> **What the task asks**:
Which lines of the records below contain the word "engine"? Copy each of them out.
• • •
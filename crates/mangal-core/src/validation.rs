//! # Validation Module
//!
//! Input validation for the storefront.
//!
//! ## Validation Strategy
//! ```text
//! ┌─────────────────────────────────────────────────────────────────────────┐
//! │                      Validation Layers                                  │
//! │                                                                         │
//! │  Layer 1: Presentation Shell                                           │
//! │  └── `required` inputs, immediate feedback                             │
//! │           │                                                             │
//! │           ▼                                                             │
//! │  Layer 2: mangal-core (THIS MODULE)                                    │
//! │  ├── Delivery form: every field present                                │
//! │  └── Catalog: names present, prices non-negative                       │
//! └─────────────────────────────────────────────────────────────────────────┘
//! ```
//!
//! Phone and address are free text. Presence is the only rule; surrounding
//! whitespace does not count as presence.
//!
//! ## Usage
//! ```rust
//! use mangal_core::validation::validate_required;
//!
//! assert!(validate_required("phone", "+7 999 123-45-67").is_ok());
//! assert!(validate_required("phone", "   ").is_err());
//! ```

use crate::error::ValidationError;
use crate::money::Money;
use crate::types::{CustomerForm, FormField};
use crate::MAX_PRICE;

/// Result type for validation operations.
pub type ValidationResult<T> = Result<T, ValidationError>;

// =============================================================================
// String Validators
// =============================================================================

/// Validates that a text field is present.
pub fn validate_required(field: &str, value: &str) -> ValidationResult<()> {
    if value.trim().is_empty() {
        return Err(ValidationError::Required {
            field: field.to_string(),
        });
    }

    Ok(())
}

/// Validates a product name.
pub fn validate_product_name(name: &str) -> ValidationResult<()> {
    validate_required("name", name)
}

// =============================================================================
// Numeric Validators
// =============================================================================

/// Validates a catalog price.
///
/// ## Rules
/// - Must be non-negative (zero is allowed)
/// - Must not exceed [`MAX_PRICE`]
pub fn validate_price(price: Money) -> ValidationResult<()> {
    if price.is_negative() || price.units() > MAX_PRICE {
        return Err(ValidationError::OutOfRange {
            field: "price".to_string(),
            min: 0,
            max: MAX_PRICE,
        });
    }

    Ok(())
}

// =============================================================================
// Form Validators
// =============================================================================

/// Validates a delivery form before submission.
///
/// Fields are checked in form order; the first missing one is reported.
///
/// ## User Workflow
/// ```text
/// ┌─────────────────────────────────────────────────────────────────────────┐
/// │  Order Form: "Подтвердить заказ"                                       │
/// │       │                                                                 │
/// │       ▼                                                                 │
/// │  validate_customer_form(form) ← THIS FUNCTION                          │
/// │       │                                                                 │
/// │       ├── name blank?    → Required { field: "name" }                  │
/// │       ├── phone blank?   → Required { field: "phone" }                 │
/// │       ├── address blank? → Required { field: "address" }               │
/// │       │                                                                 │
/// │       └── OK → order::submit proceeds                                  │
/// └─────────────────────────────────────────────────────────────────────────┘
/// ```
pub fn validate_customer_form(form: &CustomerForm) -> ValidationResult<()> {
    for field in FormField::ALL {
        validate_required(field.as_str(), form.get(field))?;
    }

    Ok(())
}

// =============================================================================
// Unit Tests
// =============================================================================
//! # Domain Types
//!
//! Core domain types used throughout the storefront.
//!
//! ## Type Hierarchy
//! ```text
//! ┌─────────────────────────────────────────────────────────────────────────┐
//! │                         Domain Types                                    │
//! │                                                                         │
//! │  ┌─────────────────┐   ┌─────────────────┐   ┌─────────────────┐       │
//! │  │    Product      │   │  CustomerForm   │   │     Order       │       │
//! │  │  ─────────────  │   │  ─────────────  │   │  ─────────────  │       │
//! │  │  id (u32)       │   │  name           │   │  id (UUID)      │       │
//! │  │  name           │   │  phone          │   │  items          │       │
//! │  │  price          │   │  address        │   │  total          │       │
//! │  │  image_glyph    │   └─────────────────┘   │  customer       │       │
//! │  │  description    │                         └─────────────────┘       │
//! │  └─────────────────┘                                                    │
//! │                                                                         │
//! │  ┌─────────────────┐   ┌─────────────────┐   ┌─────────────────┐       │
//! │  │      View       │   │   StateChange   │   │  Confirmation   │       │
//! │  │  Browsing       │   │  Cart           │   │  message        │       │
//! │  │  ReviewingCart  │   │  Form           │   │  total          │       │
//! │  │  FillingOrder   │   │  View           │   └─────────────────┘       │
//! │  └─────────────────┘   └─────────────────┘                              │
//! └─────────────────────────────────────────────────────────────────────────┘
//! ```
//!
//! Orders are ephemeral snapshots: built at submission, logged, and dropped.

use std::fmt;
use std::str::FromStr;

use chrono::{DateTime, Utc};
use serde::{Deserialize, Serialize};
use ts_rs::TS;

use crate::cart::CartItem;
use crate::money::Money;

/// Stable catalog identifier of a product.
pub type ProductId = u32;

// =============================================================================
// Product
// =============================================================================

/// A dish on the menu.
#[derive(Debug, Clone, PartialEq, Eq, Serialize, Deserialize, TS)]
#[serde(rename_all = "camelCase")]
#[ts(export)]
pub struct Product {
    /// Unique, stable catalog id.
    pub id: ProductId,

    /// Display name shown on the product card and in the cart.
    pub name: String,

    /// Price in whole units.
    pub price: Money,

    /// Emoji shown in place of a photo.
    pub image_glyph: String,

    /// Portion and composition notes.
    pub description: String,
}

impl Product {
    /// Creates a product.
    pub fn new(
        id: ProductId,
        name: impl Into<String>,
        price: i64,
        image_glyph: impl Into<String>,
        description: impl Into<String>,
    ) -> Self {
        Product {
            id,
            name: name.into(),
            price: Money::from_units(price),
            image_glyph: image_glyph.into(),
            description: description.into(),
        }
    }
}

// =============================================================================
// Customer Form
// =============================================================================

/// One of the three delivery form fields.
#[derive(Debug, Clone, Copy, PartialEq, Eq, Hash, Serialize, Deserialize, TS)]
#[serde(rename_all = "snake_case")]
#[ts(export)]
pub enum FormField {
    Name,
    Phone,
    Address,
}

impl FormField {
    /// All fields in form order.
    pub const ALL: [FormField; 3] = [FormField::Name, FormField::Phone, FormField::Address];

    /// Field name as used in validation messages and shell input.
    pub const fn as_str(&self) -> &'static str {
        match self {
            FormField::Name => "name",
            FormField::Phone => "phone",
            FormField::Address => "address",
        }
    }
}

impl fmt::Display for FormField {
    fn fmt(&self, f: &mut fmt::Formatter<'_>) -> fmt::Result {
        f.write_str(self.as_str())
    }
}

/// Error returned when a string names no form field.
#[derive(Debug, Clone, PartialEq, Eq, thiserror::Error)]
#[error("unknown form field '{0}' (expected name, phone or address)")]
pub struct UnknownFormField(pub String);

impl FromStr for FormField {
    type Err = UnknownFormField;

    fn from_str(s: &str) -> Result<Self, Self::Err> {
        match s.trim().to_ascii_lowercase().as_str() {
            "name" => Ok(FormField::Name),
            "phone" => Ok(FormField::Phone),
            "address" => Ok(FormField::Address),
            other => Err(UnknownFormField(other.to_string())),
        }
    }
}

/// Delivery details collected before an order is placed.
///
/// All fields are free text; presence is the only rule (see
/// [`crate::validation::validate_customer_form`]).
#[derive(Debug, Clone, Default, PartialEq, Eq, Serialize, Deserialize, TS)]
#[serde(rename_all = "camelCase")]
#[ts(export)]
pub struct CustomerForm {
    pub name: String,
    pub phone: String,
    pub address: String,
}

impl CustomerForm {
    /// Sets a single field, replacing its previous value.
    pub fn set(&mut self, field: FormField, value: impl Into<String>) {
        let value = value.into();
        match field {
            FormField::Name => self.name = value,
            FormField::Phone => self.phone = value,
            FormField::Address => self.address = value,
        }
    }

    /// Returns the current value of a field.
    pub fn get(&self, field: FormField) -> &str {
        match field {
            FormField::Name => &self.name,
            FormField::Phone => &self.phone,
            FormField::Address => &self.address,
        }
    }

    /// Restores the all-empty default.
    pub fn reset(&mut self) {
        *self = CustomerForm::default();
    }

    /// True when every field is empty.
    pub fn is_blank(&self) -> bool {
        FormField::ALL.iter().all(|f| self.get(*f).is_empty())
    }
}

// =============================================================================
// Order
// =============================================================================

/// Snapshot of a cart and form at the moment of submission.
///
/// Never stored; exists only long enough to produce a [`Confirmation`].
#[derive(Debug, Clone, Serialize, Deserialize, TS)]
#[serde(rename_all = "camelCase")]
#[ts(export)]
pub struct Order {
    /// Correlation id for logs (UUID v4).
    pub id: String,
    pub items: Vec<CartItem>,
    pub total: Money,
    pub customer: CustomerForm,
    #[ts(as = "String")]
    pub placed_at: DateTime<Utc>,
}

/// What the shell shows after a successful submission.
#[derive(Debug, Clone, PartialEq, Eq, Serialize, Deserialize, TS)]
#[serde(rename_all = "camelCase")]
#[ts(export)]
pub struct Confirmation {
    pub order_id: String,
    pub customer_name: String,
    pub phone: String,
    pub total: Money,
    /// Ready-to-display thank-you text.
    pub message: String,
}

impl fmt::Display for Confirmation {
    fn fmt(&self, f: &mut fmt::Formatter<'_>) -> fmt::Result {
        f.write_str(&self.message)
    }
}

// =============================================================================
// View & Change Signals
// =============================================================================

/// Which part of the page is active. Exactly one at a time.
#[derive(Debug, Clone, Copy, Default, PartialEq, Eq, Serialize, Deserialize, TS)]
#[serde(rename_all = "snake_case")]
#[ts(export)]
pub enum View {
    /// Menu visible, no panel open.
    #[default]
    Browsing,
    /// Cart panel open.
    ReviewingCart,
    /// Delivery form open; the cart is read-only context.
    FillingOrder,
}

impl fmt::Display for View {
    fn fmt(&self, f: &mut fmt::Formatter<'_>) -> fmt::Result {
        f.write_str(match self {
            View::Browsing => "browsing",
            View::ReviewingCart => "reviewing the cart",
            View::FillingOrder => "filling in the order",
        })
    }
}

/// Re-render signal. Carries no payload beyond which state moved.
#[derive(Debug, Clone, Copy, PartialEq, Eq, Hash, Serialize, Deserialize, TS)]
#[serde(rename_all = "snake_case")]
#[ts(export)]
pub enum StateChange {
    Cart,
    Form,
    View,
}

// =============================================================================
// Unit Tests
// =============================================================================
• • •
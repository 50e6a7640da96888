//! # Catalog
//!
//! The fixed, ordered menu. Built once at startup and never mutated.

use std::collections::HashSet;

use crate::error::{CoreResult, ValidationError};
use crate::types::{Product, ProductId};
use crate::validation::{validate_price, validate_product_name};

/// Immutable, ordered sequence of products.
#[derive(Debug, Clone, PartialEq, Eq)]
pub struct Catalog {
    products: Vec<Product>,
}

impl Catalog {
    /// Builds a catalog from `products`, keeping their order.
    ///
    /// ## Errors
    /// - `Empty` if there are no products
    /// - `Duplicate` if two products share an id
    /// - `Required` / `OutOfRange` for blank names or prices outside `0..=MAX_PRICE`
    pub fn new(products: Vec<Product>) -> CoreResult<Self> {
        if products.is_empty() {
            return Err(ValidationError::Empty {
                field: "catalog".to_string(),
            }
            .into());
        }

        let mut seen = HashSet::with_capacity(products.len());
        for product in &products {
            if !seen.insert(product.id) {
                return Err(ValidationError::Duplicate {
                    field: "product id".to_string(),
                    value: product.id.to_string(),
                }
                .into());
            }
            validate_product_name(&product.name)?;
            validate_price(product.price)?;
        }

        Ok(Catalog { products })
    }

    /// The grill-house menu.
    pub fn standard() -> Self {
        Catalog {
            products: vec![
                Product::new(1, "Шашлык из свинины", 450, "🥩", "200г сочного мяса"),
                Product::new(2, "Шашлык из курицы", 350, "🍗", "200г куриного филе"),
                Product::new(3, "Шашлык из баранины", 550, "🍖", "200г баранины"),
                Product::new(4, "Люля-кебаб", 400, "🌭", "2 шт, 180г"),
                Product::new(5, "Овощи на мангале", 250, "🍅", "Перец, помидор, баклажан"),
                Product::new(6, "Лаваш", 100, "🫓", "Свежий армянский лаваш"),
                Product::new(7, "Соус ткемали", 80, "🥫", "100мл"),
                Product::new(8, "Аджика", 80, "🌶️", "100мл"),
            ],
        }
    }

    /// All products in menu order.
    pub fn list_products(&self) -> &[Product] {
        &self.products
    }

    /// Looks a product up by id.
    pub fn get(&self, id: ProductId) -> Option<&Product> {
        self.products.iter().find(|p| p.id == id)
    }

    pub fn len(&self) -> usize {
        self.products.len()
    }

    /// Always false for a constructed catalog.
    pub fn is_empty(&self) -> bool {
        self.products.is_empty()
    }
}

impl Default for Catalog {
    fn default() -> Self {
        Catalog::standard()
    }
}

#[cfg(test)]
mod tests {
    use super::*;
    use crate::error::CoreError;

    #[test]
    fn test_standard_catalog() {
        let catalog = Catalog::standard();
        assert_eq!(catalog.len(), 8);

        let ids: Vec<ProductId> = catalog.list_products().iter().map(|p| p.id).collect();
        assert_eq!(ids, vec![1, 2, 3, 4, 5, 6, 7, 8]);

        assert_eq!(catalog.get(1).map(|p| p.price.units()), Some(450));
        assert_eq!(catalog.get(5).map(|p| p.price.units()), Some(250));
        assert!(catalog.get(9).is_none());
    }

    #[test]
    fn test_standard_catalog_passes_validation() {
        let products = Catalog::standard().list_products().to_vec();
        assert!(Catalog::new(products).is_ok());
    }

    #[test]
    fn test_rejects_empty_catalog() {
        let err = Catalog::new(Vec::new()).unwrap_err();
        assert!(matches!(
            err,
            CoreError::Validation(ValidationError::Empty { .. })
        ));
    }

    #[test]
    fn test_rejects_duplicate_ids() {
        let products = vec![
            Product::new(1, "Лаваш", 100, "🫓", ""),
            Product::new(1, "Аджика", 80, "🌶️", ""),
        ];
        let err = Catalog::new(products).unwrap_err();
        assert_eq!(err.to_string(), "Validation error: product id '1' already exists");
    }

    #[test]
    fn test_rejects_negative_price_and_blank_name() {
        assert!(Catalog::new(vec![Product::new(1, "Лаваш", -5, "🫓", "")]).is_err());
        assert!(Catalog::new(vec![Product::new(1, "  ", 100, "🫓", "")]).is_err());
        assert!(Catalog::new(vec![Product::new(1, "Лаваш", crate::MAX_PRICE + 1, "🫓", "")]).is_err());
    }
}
• • •
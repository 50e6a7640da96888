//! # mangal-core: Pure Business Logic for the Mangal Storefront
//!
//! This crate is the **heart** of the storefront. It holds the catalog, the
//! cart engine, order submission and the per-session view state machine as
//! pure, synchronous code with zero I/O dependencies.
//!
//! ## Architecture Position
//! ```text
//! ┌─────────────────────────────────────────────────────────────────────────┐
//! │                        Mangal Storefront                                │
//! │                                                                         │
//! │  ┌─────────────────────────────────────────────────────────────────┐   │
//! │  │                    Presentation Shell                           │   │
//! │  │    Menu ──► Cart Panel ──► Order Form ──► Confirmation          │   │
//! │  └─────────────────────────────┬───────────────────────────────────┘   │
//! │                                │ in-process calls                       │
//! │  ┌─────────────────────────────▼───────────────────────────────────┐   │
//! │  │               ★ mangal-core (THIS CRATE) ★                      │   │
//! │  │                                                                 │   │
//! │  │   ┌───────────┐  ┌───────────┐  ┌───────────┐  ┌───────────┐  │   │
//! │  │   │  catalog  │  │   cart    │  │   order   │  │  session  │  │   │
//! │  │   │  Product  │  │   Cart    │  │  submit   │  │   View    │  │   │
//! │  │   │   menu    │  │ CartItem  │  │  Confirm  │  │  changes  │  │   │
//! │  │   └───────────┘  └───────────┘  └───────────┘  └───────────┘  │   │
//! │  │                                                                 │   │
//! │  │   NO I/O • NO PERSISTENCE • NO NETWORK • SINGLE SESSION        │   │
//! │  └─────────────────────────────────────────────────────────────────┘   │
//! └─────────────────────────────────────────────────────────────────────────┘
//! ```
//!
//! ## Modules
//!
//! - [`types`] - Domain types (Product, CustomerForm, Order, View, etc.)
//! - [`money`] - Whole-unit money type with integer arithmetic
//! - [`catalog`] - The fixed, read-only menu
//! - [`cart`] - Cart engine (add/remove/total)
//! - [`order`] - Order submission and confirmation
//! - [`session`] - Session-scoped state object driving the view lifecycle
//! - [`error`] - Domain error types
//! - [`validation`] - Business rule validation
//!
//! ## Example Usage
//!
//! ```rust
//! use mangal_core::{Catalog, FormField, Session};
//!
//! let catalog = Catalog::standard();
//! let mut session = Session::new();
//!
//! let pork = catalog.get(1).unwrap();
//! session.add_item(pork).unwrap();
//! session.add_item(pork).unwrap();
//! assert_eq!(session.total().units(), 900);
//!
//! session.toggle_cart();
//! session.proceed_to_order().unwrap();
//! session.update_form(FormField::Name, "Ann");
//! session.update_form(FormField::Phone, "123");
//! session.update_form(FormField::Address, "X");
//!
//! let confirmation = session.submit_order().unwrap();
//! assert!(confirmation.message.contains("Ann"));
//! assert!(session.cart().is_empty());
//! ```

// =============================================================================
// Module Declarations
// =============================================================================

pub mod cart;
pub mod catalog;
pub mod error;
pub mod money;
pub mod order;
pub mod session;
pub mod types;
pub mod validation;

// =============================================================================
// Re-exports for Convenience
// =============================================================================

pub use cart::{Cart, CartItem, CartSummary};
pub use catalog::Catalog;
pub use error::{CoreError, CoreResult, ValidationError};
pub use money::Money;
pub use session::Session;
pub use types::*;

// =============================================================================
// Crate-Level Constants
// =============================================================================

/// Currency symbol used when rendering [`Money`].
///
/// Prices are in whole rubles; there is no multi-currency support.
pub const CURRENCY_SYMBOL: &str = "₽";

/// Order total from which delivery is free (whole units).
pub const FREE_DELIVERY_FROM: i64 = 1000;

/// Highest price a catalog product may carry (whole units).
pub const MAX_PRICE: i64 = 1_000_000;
• • •
> **Response to this exercise**:
//! cart engine, order submission and the per-session view state machine as
//! - [`cart`] - Cart engine (add/remove/total)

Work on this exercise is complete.